Anjelica Huston, the amazing Oscar winning actress (who I haven’t seen since 50/50) ticked me off in an interview she did recently. She talked about how what Roman Polanski did wasn’t all that bad because older men dated younger women in the ‘70s. She mentioned a relationship she had with a 40-year-old director when she was 18. The problem with that logic is — she was an adult. Polanski was with a 13-year-old, and gave her drugs and alcohol, before raping her. He then fled the country before he was sentenced. Big difference. But it wasn’t that comment that got brilliant Australian actress (and two-time Oscar nominee) Jacki Weaver to tell her to “Go f*** herself.” Weaver responded that way because Huston made fun of her new movie Poms. After seeing the movie, I side with Huston on this one. It’s currently on my list as the worst movie of the year.
This film is filled with one-dimensional characters that at one point, my wife said seemed like they were mentally challenged.
The movie starts with Martha (Diane Keaton), telling her doctor she’s done with chemo treatments. She sells everything she has and leaves New York to go to the Sun Springs Active Retirement Community in Georgia. Apparently, this city gal didn’t realize how everyone would act here, and is surprised by all the waves and politeness. She’s encouraged to join one of the many clubs, or start her own. Since she finds an old cheerleading outfit, she starts a cheerleading group. Anybody that has seen Mean Girls or Bring it On, knows this can mean problems. It’s mostly a problem because a Southern belle (the very talented, and wasted Celia Weston), for some reason has a beef with this. She also gets Bruce McGill, who plays the security guard at the Community, to help harass them (he does have a few lines that are mildly humorous).
Martha has an annoying neighbor named Sheryl (Jacki Weaver), who walks into her house in the middle of the night, has loud poker games, and gets mad if you complain about the noise (didn’t we see that done so much better in Neighbors?). For some reason, if you complain about a loud poker party, that party is brought into your living room. Of course, the two become fast friends. I mean, who wouldn’t become friends with a woman that insists on taking you out to lunch for letting the poker gang show up — only to take you to a funeral for the free food (which she puts in bags and stuffs into her purse).

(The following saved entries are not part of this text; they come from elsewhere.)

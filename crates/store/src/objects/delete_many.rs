use futures::future::BoxFuture;

use crate::error::Result;
use crate::objects;
use crate::pipeline::{Handler, OpResult, Pipeline, Request, TxnMode};

/// deleteMany: bulk delete of every row matching a filter, with the same
/// compilation and index restrictions as updateObjects.
pub const PIPELINE: Pipeline = Pipeline {
    name: "deleteMany",
    mode: TxnMode::ReadWrite,
    retries: 2,
    handlers: HANDLERS,
};

pub(crate) const HANDLERS: &[(&str, Handler)] = &[
    ("loadBucket", objects::load_bucket),
    ("parseFilter", objects::parse_filter),
    ("buildWhere", objects::build_where),
    ("applyDelete", apply_delete),
];

fn apply_delete(req: &mut Request) -> BoxFuture<'_, Result<()>> {
    Box::pin(async move {
        let compiled = req.where_clause.clone().expect("filter is compiled");
        let bucket = req.bucket_name.clone();

        let limit = match req.opts.limit {
            Some(_) => format!(" LIMIT ${}", compiled.args.len() + 1),
            None => String::new(),
        };
        let sql = format!(
            "DELETE FROM {} WHERE _key IN (SELECT _key FROM {} WHERE {}{})",
            bucket, bucket, compiled.clause, limit,
        );

        let mut query = sqlx::query(&sql);
        for arg in &compiled.args {
            query = objects::bind_filter_arg(query, arg);
        }
        if let Some(limit) = req.opts.limit {
            query = query.bind(limit as i64);
        }

        let txn = req.txn.as_mut().expect("request transaction is installed");
        let done = query.execute(&mut **txn).await?;

        tracing::debug!(%bucket, rows = done.rows_affected(), "bulk delete applied");
        req.result = OpResult::Count(done.rows_affected());
        Ok(())
    })
}
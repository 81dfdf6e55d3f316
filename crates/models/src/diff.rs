use crate::bucket::FieldIndex;
use std::collections::BTreeMap;

/// The structural difference between a stored index map and an incoming one.
/// `add` and `del` drive column DDL; `modified` is recorded but not acted
/// on (the stored column definition wins).
#[derive(Clone, Debug, Default, PartialEq, Eq, serde::Serialize)]
pub struct IndexDiff {
    pub add: Vec<String>,
    pub del: Vec<String>,
    pub modified: Vec<String>,
}

impl IndexDiff {
    pub fn is_empty(&self) -> bool {
        self.add.is_empty() && self.del.is_empty() && self.modified.is_empty()
    }
}

/// Compute the diff between the stored and incoming index maps.
pub fn diff_index(
    old: &BTreeMap<String, FieldIndex>,
    new: &BTreeMap<String, FieldIndex>,
) -> IndexDiff {
    let mut diff = IndexDiff::default();

    for (field, incoming) in new {
        match old.get(field) {
            None => diff.add.push(field.clone()),
            Some(stored) if stored != incoming => diff.modified.push(field.clone()),
            Some(_) => (),
        }
    }
    for field in old.keys() {
        if !new.contains_key(field) {
            diff.del.push(field.clone());
        }
    }
    diff
}

#[cfg(test)]
mod test {
    use super::*;
    use crate::types::IndexType;

    fn index(fields: &[(&str, IndexType, bool)]) -> BTreeMap<String, FieldIndex> {
        fields
            .iter()
            .map(|(name, ty, unique)| {
                (
                    name.to_string(),
                    FieldIndex {
                        ty: *ty,
                        unique: *unique,
                    },
                )
            })
            .collect()
    }

    #[test]
    fn diff_cases() {
        let old = index(&[
            ("age", IndexType::Number, false),
            ("email", IndexType::String, true),
            ("tags", IndexType::StringArray, false),
        ]);
        let new = index(&[
            ("age", IndexType::Number, false),
            ("email", IndexType::String, false), // uniqueness changed
            ("name", IndexType::String, false),  // added
        ]);

        insta::assert_json_snapshot!(diff_index(&old, &new), @r###"
        {
          "add": [
            "name"
          ],
          "del": [
            "tags"
          ],
          "modified": [
            "email"
          ]
        }
        "###);
    }

    #[test]
    fn identical_maps_diff_empty() {
        let idx = index(&[("age", IndexType::Number, false)]);
        assert!(diff_index(&idx, &idx).is_empty());
    }

    #[test]
    fn type_change_is_modified() {
        let old = index(&[("age", IndexType::Number, false)]);
        let new = index(&[("age", IndexType::String, false)]);
        let diff = diff_index(&old, &new);
        assert_eq!(diff.modified, vec!["age".to_string()]);
        assert!(diff.add.is_empty() && diff.del.is_empty());
    }
}
use futures::future::BoxFuture;
use sqlx::{Postgres, Transaction};
use std::collections::BTreeMap;
use std::collections::HashMap;
use std::sync::Arc;

use crate::error::{Error, Result};

/// The context handed to a pre or post trigger. Triggers run inside the
/// request's transaction and may issue further statements through `txn`.
pub struct TriggerCookie<'a> {
    pub bucket: &'a str,
    pub schema: &'a BTreeMap<String, models::FieldIndex>,
    /// Row id, available to post triggers after the write.
    pub id: Option<i64>,
    pub key: Option<&'a str>,
    pub value: Option<&'a serde_json::Value>,
    pub headers: &'a BTreeMap<String, String>,
    /// True when the write replaced an existing row.
    pub update: bool,
    pub txn: &'a mut Transaction<'static, Postgres>,
}

/// A registered trigger callback. Bucket configurations refer to triggers
/// by the name they were registered under.
pub type Trigger =
    Arc<dyn for<'a> Fn(TriggerCookie<'a>) -> BoxFuture<'a, anyhow::Result<()>> + Send + Sync>;

/// The process-wide registry of named triggers, fixed at store construction.
#[derive(Clone, Default)]
pub struct TriggerRegistry {
    triggers: HashMap<String, Trigger>,
}

impl TriggerRegistry {
    pub fn register(&mut self, name: impl Into<String>, trigger: Trigger) {
        self.triggers.insert(name.into(), trigger);
    }

    /// Resolve an ordered list of trigger names, failing with `NotFunction`
    /// on the first name with no registered callback.
    pub fn resolve(&self, names: &[String]) -> Result<Vec<(String, Trigger)>> {
        names
            .iter()
            .map(|name| match self.triggers.get(name) {
                Some(trigger) => Ok((name.clone(), trigger.clone())),
                None => Err(Error::NotFunction(name.clone())),
            })
            .collect()
    }
}

/// The request-side context of a trigger invocation, minus the transaction.
#[derive(Copy, Clone)]
pub struct TriggerScope<'a> {
    pub bucket: &'a str,
    pub schema: &'a BTreeMap<String, models::FieldIndex>,
    pub id: Option<i64>,
    pub key: Option<&'a str>,
    pub value: Option<&'a serde_json::Value>,
    pub headers: &'a BTreeMap<String, String>,
    pub update: bool,
}

/// Run an ordered trigger sequence, attributing a failure to the trigger
/// which raised it. Each trigger observes a fresh cookie over the same
/// transaction.
pub async fn run_triggers(
    triggers: &[(String, Trigger)],
    scope: TriggerScope<'_>,
    txn: &mut Transaction<'static, Postgres>,
) -> Result<()> {
    for (name, trigger) in triggers {
        let cookie = TriggerCookie {
            bucket: scope.bucket,
            schema: scope.schema,
            id: scope.id,
            key: scope.key,
            value: scope.value,
            headers: scope.headers,
            update: scope.update,
            txn: &mut *txn,
        };
        trigger(cookie).await.map_err(|source| Error::Trigger {
            name: name.clone(),
            source,
        })?;
    }
    Ok(())
}

#[cfg(test)]
mod test {
    use super::*;

    fn noop(_cookie: TriggerCookie<'_>) -> BoxFuture<'_, anyhow::Result<()>> {
        Box::pin(async { Ok(()) })
    }

    #[test]
    fn resolve_unknown_name_is_not_function() {
        let mut registry = TriggerRegistry::default();
        registry.register("audit", Arc::new(noop) as Trigger);

        assert!(registry.resolve(&["audit".to_string()]).is_ok());
        let err = match registry.resolve(&["audit".to_string(), "missing".to_string()]) {
            Ok(_) => panic!("expected an error"),
            Err(e) => e,
        };
        assert_eq!(err.code(), "NotFunction");
        assert_eq!(err.to_string(), "trigger missing is not registered");
    }
}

And who are the other cheerleaders that end up joining the crew? There’s Rhea Perlman, who used to be so great to see on screen. In this, she’s a widow who is given nothing to do (I think she has a line where she says her best feature is her wrists). There’s Pam Grier, who is looking more like Rosey Grier. Come on! She was Foxy Brown in 1974. And almost 25 years later, she was still beautiful as Jackie Brown in one of Tarantino’s best films. Now she’s standing around with pom-poms in her hand, adding nothing to this picture.
There’s a wheelchair bound baton twirler (Phyllis Somerville, who was so great in Diane a few months ago). And Sheryl has a grandson (Charlie Tahan) that lives with her, and of course, he’s going to get an opportunity to have a love interest.
That love interest would be a young cheerleader (Alisha Boe) that first embarrassed the granny’s, but then agreed to help them. The scene where she agrees to help them contained the only funny scene in the entire movie. She’s confronted by a few angry old ladies, and she starts crying, to which they immediately go into mom mode trying to console her.
This garbage was brought to us by documentarian Zara Hayes, who co-wrote the script with Shane Atkinson. Neither have a comedy background, and it shows. There was something on the movie poster about this being from the studio that brought us Bad Moms and the producer of Book Club. I hate to admit, as much as I thought I’d dislike Book Club, it was cute and actually worked. Yet my wife and I both agree — Diane Keaton’s quirky schtick has gotten old (no pun intended). In every interview, with her goofy hats, ties, outfits…and always with the hand gestures (which were often in this, even though they didn’t fit the character). At one point when Keaton was shaking her arms and hands everywhere, my wife asked, “Is she dying of cancer, or Parkinson’s?”
Look — we all loved Annie Hall. But it’s time for her to start picking better projects (or deal with the wrath of Huston).
I’m not against the patronizing nature of having old actors being humiliated with these characters, if the jokes are funny. Remember how great The Full Monty was? I even laughed enough at Lost Vegas (Michael Douglas, Morgan Freeman, Kevin Kline).
The complaints I’ve had with this, I also had with the horrible Just Getting Started (Morgan Freeman, Tommy Lee Jones) a few years ago. You just need to write jokes that work. Having a character say “break a hip” instead of “break a leg” — doesn’t. Having the flirty woman of the bunch say, “I like poker and poking” — isn’t funny. I think one episode of Golden Girls had more laughs than this entire hour and a half movie.
This is the perfect movie to take your mom or grandmother to on Mother’s Day — if you hate them. Instead of them feeling good about celebrating their age, they’ll feel horrible about it.
At least the movie started with the great Carole King song “Bitter with the Sweet.” It’s a shame that this movie was never sweet, merely bitter.